# Rehome or Puppy



## Unforgiving (Jul 27, 2014)

Not sure if this goes here but here goes. My partner and I have been looking recently at getting a GS. I have been raised with dogs and I am pretty familiar with the breed, and have found a breeder etc with pups due soon. A pup is my partners preference, because it will be a family dog we can train and will know etc. However, I have also been given the chance to regime a 3 year old male who has been living in a rural property. I am very interested but a little concerned by the email I received from the owners. 

This is the email. 

Binn is purebred and comes with papers, however it *states he cannot be bred from (unless you have permission from the breeder Adrian May).
·******** Binn has not been socialised with other dogs for a long while
·******** He chases our cats
·******** He has also had the run of our place so he is not used to a lead
·******** He loves being vacuumed J
·******** He loves big bones and chasing after sticks

I am not concerned with breeding. Mainly with the not being socialised or used to a lead. I have friends with dogs who I would socialise with as well as take our dog to beach and park etc so lead walking is a must as is being sociable. 

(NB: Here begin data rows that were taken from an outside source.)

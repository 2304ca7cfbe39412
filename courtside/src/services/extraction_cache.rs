use lru::LruCache;
use serde::Deserialize;
use std::collections::hash_map::DefaultHasher;
use std::hash::{Hash, Hasher};
use std::num::NonZeroUsize;
use std::sync::{Arc, Mutex};

/// Fields the language model pulled out of a question, before validation.
#[derive(Debug, Clone, Default, PartialEq, Deserialize)]
pub struct ExtractedFields {
    #[serde(default)]
    pub player_name: Option<String>,
    #[serde(default)]
    pub season: Option<String>,
    #[serde(default)]
    pub stat_type: Option<String>,
}

/// Thread-safe LRU cache of model extractions, keyed by a hash of the
/// question text.
#[derive(Clone)]
pub struct ExtractionCache {
    cache: Arc<Mutex<LruCache<String, ExtractedFields>>>,
}

impl ExtractionCache {
    /// A zero capacity is raised to one entry.
    pub fn new(capacity: usize) -> Self {
        let capacity = NonZeroUsize::new(capacity).unwrap_or(NonZeroUsize::MIN);
        Self {
            cache: Arc::new(Mutex::new(LruCache::new(capacity))),
        }
    }

    pub fn get(&self, key: &str) -> Option<ExtractedFields> {
        let mut cache = self.cache.lock().unwrap_or_else(|poisoned| poisoned.into_inner());
        cache.get(key).cloned()
    }

    /// Least recently used entry is evicted at capacity.
    pub fn put(&self, key: String, value: ExtractedFields) {
        let mut cache = self.cache.lock().unwrap_or_else(|poisoned| poisoned.into_inner());
        cache.put(key, value);
    }

    /// Stable hex key for a question. Surrounding whitespace is ignored.
    pub fn generate_key(&self, text: &str) -> String {
        let mut hasher = DefaultHasher::new();
        text.trim().as_bytes().hash(&mut hasher);
        format!("{:x}", hasher.finish())
    }

    pub fn len(&self) -> usize {
        self.cache.lock().map(|cache| cache.len()).unwrap_or(0)
    }

    pub fn is_empty(&self) -> bool {
        self.len() == 0
    }
}
use std::collections::VecDeque;
use std::sync::Mutex;

use async_trait::async_trait;

use crate::config::DEFAULT_HISTORY_CAPACITY;
use crate::models::QueryResult;

use super::traits::QueryHistoryStore;

/// In-process history ring. Once full, saving evicts the oldest entry.
pub struct MemoryQueryHistory {
    capacity: usize,
    entries: Mutex<VecDeque<QueryResult>>,
}

impl MemoryQueryHistory {
    pub fn new(capacity: usize) -> Self {
        let capacity = capacity.max(1);
        Self {
            capacity,
            entries: Mutex::new(VecDeque::with_capacity(capacity)),
        }
    }

    pub fn capacity(&self) -> usize {
        self.capacity
    }

    fn lock(&self) -> std::sync::MutexGuard<'_, VecDeque<QueryResult>> {
        // A panic while holding the lock cannot leave the deque half-updated.
        self.entries.lock().unwrap_or_else(|poisoned| poisoned.into_inner())
    }
}

impl Default for MemoryQueryHistory {
    fn default() -> Self {
        Self::new(DEFAULT_HISTORY_CAPACITY)
    }
}

#[async_trait]
impl QueryHistoryStore for MemoryQueryHistory {
    async fn save(&self, result: QueryResult) {
        let mut entries = self.lock();
        while entries.len() >= self.capacity {
            entries.pop_front();
        }
        entries.push_back(result);
    }

    async fn recent(&self, limit: usize) -> Vec<QueryResult> {
        let entries = self.lock();
        let skip = entries.len().saturating_sub(limit);
        entries.iter().skip(skip).cloned().collect()
    }

    async fn len(&self) -> usize {
        self.lock().len()
    }
}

This is why I am leaning towards a pup, I would appreciate all thoughts. 
·******** He loves people and is very very intelligent


----------



## VTGirlT (May 23, 2013)

Why not go meet the dog and work with the dog, do some temperament testing and go from there? 

Puppies are a lot of work, and they can get a lot worse than any of the things those people listed about their dog if not properly raised up and trained. 

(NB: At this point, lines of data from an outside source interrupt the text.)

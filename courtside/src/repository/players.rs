use std::num::NonZeroUsize;
use std::sync::{Arc, Mutex};

use async_trait::async_trait;
use lru::LruCache;

use crate::config::StatsConfig;
use crate::error::Result;
use crate::models::{Player, PlayerId, PlayerIndexEntry, PlayerStats, StatType, TrendPoint};
use crate::stats::{load_roster_file, StatsProvider};

use super::index::PlayerIndex;
use super::normalize;
use super::traits::PlayerRepository;

const DETAILS_CACHE_SIZE: usize = 512;

/// [`PlayerRepository`] backed by the live stats provider.
///
/// The name index is loaded once at construction, from the roster file when
/// one is configured and from the provider otherwise. Biographical details
/// fetched by [`find_by_name`](PlayerRepository::find_by_name) are memoized
/// for the life of the process.
pub struct ProviderPlayerRepository {
    provider: Arc<dyn StatsProvider>,
    index: PlayerIndex,
    details: Mutex<LruCache<PlayerId, Player>>,
}

impl ProviderPlayerRepository {
    /// Build the repository. Never fails: an index that cannot be loaded is
    /// logged and replaced by an empty one, and name lookups then go to the
    /// provider directly.
    pub async fn new(provider: Arc<dyn StatsProvider>, config: &StatsConfig) -> Self {
        let entries = match load_index(provider.as_ref(), config).await {
            Ok(entries) => {
                tracing::info!(players = entries.len(), "Player index loaded");
                entries
            }
            Err(error) => {
                tracing::warn!(error = %error, "Player index unavailable, continuing with an empty index");
                Vec::new()
            }
        };
        Self::with_index(provider, entries)
    }

    /// Build the repository around an already loaded index.
    pub fn with_index(provider: Arc<dyn StatsProvider>, entries: Vec<PlayerIndexEntry>) -> Self {
        let capacity = NonZeroUsize::new(DETAILS_CACHE_SIZE).unwrap_or(NonZeroUsize::MIN);
        Self {
            provider,
            index: PlayerIndex::new(entries),
            details: Mutex::new(LruCache::new(capacity)),
        }
    }

    pub fn index_len(&self) -> usize {
        self.index.len()
    }

    fn cached_details(&self, id: PlayerId) -> Option<Player> {
        let mut cache = self.details.lock().unwrap_or_else(|poisoned| poisoned.into_inner());
        cache.get(&id).cloned()
    }

    fn remember_details(&self, player: &Player) {
        let mut cache = self.details.lock().unwrap_or_else(|poisoned| poisoned.into_inner());
        cache.put(player.id, player.clone());
    }

    /// Enrich an index entry with the provider's biographical row. Falls
    /// back to the bare entry when the provider has nothing usable.
    async fn details_for(&self, entry: &PlayerIndexEntry) -> Player {
        if let Some(player) = self.cached_details(entry.id) {
            return player;
        }

        let player = match self.provider.player_info(entry.id).await {
            Ok(table) => match normalize::player_from_info(&table) {
                Some(mut player) => {
                    if player.team.is_empty() {
                        player.team = entry.team.clone();
                    }
                    player
                }
                None => entry.to_player(),
            },
            Err(error) => {
                tracing::warn!(player_id = %entry.id, error = %error, "Player info lookup failed");
                return entry.to_player();
            }
        };

        self.remember_details(&player);
        player
    }

    /// Index fallback: refetch the full list and look for an exact name.
    async fn find_live(&self, name: &str) -> Option<PlayerIndexEntry> {
        match self.provider.player_index().await {
            Ok(table) => {
                let live = PlayerIndex::new(normalize::index_from_table(&table));
                live.exact(name).cloned()
            }
            Err(error) => {
                tracing::warn!(name, error = %error, "Live player lookup failed");
                None
            }
        }
    }

    /// Display name and position for a stats record, cheapest source first.
    async fn identity(&self, player_id: PlayerId) -> (String, Option<String>) {
        if let Some(player) = self.cached_details(player_id) {
            return (player.name, player.position);
        }
        if let Some(entry) = self.index.get(player_id) {
            return (entry.full_name.clone(), None);
        }
        match self.provider.player_info(player_id).await {
            Ok(table) => match normalize::player_from_info(&table) {
                Some(player) => {
                    self.remember_details(&player);
                    (player.name, player.position)
                }
                None => (String::new(), None),
            },
            Err(error) => {
                tracing::debug!(%player_id, error = %error, "No biographical row for stats record");
                (String::new(), None)
            }
        }
    }
}

async fn load_index(provider: &dyn StatsProvider, config: &StatsConfig) -> Result<Vec<PlayerIndexEntry>> {
    if let Some(path) = &config.roster_path {
        return load_roster_file(path).await;
    }
    let table = provider.player_index().await?;
    Ok(normalize::index_from_table(&table))
}

#[async_trait]
impl PlayerRepository for ProviderPlayerRepository {
    async fn find_by_name(&self, name: &str) -> Option<Player> {
        let name = name.trim();
        if name.is_empty() {
            return None;
        }

        let entry = match self.index.best_match(name) {
            Some(entry) => entry.clone(),
            None => self.find_live(name).await?,
        };

        tracing::debug!(query = name, player_id = %entry.id, matched = %entry.full_name, "Player resolved");
        Some(self.details_for(&entry).await)
    }

    async fn get_stats(&self, player_id: PlayerId, season: &str) -> Option<PlayerStats> {
        let table = match self.provider.career_table(player_id).await {
            Ok(table) => table,
            Err(error) => {
                tracing::warn!(%player_id, season, error = %error, "Career stats lookup failed");
                return None;
            }
        };

        if table.is_empty() {
            tracing::debug!(%player_id, "Career table is empty");
            return None;
        }

        let (name, position) = self.identity(player_id).await;
        normalize::stats_from_career(&table, player_id, &name, season, position)
    }

    async fn search(&self, text: &str) -> Vec<Player> {
        self.index
            .search(text)
            .into_iter()
            .map(PlayerIndexEntry::to_player)
            .collect()
    }

    async fn career_series(&self, player_id: PlayerId, stat: StatType) -> Vec<TrendPoint> {
        match self.provider.career_table(player_id).await {
            Ok(table) => normalize::series_from_career(&table, stat),
            Err(error) => {
                tracing::warn!(%player_id, %stat, error = %error, "Career series lookup failed");
                Vec::new()
            }
        }
    }
}

#[cfg(test)]
mod tests {
    use super::*;
    use crate::error::CourtsideError;
    use crate::stats::ResultTable;
    use serde_json::{json, Value};
    use std::sync::atomic::{AtomicUsize, Ordering};

    /// Provider serving canned tables and counting calls.
    #[derive(Default)]
    struct FakeProvider {
        index: Option<ResultTable>,
        info: Option<ResultTable>,
        career: Option<ResultTable>,
        index_calls: AtomicUsize,
        info_calls: AtomicUsize,
    }

    fn unavailable() -> CourtsideError {
        CourtsideError::Provider("offline".to_string())
    }

    #[async_trait]
    impl StatsProvider for FakeProvider {
        async fn player_index(&self) -> Result<ResultTable> {
            self.index_calls.fetch_add(1, Ordering::SeqCst);
            self.index.clone().ok_or_else(unavailable)
        }

        async fn player_info(&self, _player_id: PlayerId) -> Result<ResultTable> {
            self.info_calls.fetch_add(1, Ordering::SeqCst);
            self.info.clone().ok_or_else(unavailable)
        }

        async fn career_table(&self, _player_id: PlayerId) -> Result<ResultTable> {
            self.career.clone().ok_or_else(unavailable)
        }
    }

    fn entry(id: u64, name: &str) -> PlayerIndexEntry {
        PlayerIndexEntry {
            id: PlayerId(id),
            full_name: name.to_string(),
            first_name: String::new(),
            last_name: String::new(),
            is_active: true,
            team: "LAL".to_string(),
        }
    }

    fn index_table() -> ResultTable {
        ResultTable {
            name: "CommonAllPlayers".to_string(),
            headers: vec![
                "PERSON_ID".to_string(),
                "DISPLAY_LAST_COMMA_FIRST".to_string(),
                "DISPLAY_FIRST_LAST".to_string(),
                "ROSTERSTATUS".to_string(),
            ],
            rows: vec![vec![json!(201939), json!("Curry, Stephen"), json!("Stephen Curry"), json!(1)]],
        }
    }

    fn info_table() -> ResultTable {
        let mut row = vec![Value::Null; 21];
        row[0] = json!(2544);
        row[3] = json!("LeBron James");
        row[15] = json!("Forward");
        row[20] = json!("LAL");
        ResultTable {
            name: "CommonPlayerInfo".to_string(),
            headers: Vec::new(),
            rows: vec![row],
        }
    }

    fn career_table() -> ResultTable {
        let mut row = vec![Value::Null; 27];
        row[1] = json!("2024-25");
        row[4] = json!("LAL");
        row[6] = json!(70);
        row[26] = json!(25.3);
        ResultTable {
            name: "SeasonTotalsRegularSeason".to_string(),
            headers: Vec::new(),
            rows: vec![row],
        }
    }

    #[tokio::test]
    async fn test_new_loads_index_from_provider() {
        let provider = Arc::new(FakeProvider {
            index: Some(index_table()),
            ..Default::default()
        });

        let repo = ProviderPlayerRepository::new(provider.clone(), &StatsConfig::default()).await;

        assert_eq!(repo.index_len(), 1);
        assert_eq!(provider.index_calls.load(Ordering::SeqCst), 1);
    }

    #[tokio::test]
    async fn test_new_survives_unavailable_provider() {
        let repo = ProviderPlayerRepository::new(Arc::new(FakeProvider::default()), &StatsConfig::default()).await;

        assert_eq!(repo.index_len(), 0);
        assert!(repo.find_by_name("LeBron James").await.is_none());
    }

    #[tokio::test]
    async fn test_find_by_name_enriches_and_memoizes() {
        let provider = Arc::new(FakeProvider {
            info: Some(info_table()),
            ..Default::default()
        });
        let repo = ProviderPlayerRepository::with_index(provider.clone(), vec![entry(2544, "LeBron James")]);

        let first = repo.find_by_name("lebron james").await.unwrap();
        let second = repo.find_by_name("LEBRON JAMES").await.unwrap();

        assert_eq!(first.id, PlayerId(2544));
        assert_eq!(first.position.as_deref(), Some("Forward"));
        assert_eq!(first, second);
        assert_eq!(provider.info_calls.load(Ordering::SeqCst), 1);
    }

    #[tokio::test]
    async fn test_find_by_name_falls_back_to_bare_entry() {
        let repo = ProviderPlayerRepository::with_index(
            Arc::new(FakeProvider::default()),
            vec![entry(2544, "LeBron James")],
        );

        let player = repo.find_by_name("LeBron").await.unwrap();

        assert_eq!(player.name, "LeBron James");
        assert_eq!(player.team, "LAL");
        assert!(player.position.is_none());
    }

    #[tokio::test]
    async fn test_find_by_name_live_fallback_requires_exact_name() {
        let provider = Arc::new(FakeProvider {
            index: Some(index_table()),
            ..Default::default()
        });
        let repo = ProviderPlayerRepository::with_index(provider, Vec::new());

        assert_eq!(
            repo.find_by_name("stephen curry").await.map(|p| p.id),
            Some(PlayerId(201939))
        );
        assert!(repo.find_by_name("Curry").await.is_none());
    }

    #[tokio::test]
    async fn test_get_stats_uses_index_name() {
        let provider = Arc::new(FakeProvider {
            career: Some(career_table()),
            ..Default::default()
        });
        let repo = ProviderPlayerRepository::with_index(provider.clone(), vec![entry(2544, "LeBron James")]);

        let stats = repo.get_stats(PlayerId(2544), "2024-25").await.unwrap();

        assert_eq!(stats.player_name, "LeBron James");
        assert_eq!(stats.points_per_game, 25.3);
        assert_eq!(stats.total_points, 1771);
        assert_eq!(provider.info_calls.load(Ordering::SeqCst), 0);
    }

    #[tokio::test]
    async fn test_get_stats_absent_cases() {
        let repo = ProviderPlayerRepository::with_index(
            Arc::new(FakeProvider {
                career: Some(career_table()),
                ..Default::default()
            }),
            vec![entry(2544, "LeBron James")],
        );
        assert!(repo.get_stats(PlayerId(2544), "1999-00").await.is_none());

        let offline = ProviderPlayerRepository::with_index(Arc::new(FakeProvider::default()), Vec::new());
        assert!(offline.get_stats(PlayerId(2544), "2024-25").await.is_none());
        assert!(offline.career_series(PlayerId(2544), StatType::Pts).await.is_empty());
    }

    #[tokio::test]
    async fn test_search_caps_results() {
        let entries = (0..15).map(|i| entry(i, &format!("James Player{i}"))).collect();
        let repo = ProviderPlayerRepository::with_index(Arc::new(FakeProvider::default()), entries);

        assert_eq!(repo.search("james").await.len(), 10);
        assert!(repo.search("nobody").await.is_empty());
    }
}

My opinion. Go meet the dog an assess, every dog has "problems" some are a lot harder to work with than others. You just have to find what your willing to live and work with. If this is a dog your willing to work with-i would say go for it. If not than go find a *reputable *breeder to set you up with the right puppy.


----------



## huntergreen (Jun 28, 2012)

imho, you have meet the dog in person.


----------



## Unforgiving (Jul 27, 2014)

Thanks Guys. 

Based on what was said by the owner, and consultation with my partner who was a little sceptical about adopting an adult dog even before the email was sent, I have been doing some hunting for a local breeder. 

Initially I spoke to a guy a few hours away whose bitch is pregnant and due to pups in October. I spoke to him and he sounded good, but when I spoke to people who had previously got pups from him they worried me a little by saying he hasn't immunised his adult dogs, doesn't immunise his puppies and they don't have papers as pure-breds. I wasn't too worried about the papers but the immunisation thing bothered me too. 

I have finally now found someone who normally supplies puppies to work (I work in law enforcement) and who several friends had got puppies from. After speaking to him, and people who have also obtained puppies from him I feel much more comfortable about breeder choice. 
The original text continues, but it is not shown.